▸ **THE PROBLEM**: Go through the listing beneath this task and return every line that carries the string "logging".

▸ **STORED DATA**:
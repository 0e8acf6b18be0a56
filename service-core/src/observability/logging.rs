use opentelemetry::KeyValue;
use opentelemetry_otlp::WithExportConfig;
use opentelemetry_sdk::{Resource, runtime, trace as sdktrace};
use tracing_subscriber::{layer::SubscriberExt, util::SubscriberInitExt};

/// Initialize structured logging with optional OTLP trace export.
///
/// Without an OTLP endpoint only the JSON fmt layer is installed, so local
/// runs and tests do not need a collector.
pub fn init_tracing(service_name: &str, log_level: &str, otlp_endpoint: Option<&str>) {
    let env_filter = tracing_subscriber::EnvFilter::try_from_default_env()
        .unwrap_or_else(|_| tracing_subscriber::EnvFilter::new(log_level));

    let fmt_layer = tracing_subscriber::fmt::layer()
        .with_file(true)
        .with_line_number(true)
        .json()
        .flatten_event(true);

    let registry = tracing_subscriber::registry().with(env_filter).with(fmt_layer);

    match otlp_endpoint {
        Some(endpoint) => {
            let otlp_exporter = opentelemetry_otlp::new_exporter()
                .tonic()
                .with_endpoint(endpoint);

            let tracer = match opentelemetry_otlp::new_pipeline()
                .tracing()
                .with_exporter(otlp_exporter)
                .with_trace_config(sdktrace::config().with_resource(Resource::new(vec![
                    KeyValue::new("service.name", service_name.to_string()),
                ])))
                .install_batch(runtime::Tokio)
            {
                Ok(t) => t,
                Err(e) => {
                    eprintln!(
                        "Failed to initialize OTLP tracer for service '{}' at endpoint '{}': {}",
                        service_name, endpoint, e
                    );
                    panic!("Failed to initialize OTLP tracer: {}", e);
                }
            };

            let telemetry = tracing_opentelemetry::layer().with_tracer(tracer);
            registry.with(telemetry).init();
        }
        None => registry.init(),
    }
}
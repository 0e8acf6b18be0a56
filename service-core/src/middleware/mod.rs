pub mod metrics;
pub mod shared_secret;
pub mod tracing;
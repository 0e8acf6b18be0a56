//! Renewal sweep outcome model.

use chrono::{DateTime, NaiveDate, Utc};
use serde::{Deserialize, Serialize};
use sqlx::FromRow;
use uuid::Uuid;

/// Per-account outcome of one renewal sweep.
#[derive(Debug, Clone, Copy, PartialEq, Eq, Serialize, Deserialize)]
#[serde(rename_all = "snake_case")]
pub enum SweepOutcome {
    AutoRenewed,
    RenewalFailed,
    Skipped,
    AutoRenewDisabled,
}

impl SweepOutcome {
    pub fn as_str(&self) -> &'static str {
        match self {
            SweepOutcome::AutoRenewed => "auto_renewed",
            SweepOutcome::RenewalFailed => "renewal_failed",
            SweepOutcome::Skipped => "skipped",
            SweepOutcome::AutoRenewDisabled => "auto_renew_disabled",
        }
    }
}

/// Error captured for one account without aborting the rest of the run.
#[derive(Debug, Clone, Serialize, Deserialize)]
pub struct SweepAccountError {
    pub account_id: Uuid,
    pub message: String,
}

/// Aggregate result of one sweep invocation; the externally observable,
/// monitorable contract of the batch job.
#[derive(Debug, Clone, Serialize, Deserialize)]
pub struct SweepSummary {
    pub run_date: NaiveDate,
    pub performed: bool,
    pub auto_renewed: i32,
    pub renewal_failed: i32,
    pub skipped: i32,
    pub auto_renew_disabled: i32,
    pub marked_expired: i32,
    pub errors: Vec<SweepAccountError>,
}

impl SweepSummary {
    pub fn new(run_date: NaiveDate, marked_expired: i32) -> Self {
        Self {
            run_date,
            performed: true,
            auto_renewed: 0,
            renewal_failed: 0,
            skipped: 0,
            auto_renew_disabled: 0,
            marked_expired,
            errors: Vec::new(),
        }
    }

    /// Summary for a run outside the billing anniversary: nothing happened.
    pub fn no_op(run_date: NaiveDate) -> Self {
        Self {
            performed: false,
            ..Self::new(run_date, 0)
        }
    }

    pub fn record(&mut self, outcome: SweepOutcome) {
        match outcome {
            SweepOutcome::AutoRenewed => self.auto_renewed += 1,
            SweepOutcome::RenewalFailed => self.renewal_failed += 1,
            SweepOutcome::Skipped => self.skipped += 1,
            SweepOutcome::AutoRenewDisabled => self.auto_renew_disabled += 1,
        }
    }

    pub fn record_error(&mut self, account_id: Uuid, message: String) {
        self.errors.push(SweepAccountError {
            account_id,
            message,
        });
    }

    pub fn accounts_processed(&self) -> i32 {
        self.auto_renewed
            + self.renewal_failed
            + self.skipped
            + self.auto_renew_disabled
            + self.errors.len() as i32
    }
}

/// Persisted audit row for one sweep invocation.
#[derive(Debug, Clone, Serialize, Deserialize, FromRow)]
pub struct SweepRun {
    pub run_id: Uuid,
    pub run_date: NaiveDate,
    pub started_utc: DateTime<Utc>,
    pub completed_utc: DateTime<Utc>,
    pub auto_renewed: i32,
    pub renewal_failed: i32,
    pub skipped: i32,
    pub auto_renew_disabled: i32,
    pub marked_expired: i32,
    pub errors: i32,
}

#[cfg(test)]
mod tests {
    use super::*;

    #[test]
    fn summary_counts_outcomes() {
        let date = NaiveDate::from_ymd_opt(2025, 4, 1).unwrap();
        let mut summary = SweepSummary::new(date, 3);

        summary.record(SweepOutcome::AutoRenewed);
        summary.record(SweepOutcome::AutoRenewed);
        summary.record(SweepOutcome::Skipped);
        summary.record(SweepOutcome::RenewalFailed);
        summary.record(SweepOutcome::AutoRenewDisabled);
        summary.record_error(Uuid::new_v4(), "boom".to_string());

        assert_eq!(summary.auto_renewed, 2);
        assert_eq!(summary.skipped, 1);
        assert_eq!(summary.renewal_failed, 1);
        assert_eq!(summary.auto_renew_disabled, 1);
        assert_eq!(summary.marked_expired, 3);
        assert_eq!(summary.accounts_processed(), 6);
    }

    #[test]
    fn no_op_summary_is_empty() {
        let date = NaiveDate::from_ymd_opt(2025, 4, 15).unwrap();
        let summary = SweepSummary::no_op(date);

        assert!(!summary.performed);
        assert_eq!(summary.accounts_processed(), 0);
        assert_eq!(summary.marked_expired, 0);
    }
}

▸ **REPLY TO THE TASK**:
filename service-core/src/observability/logging.rs
/// Initialize structured logging with optional OTLP trace export.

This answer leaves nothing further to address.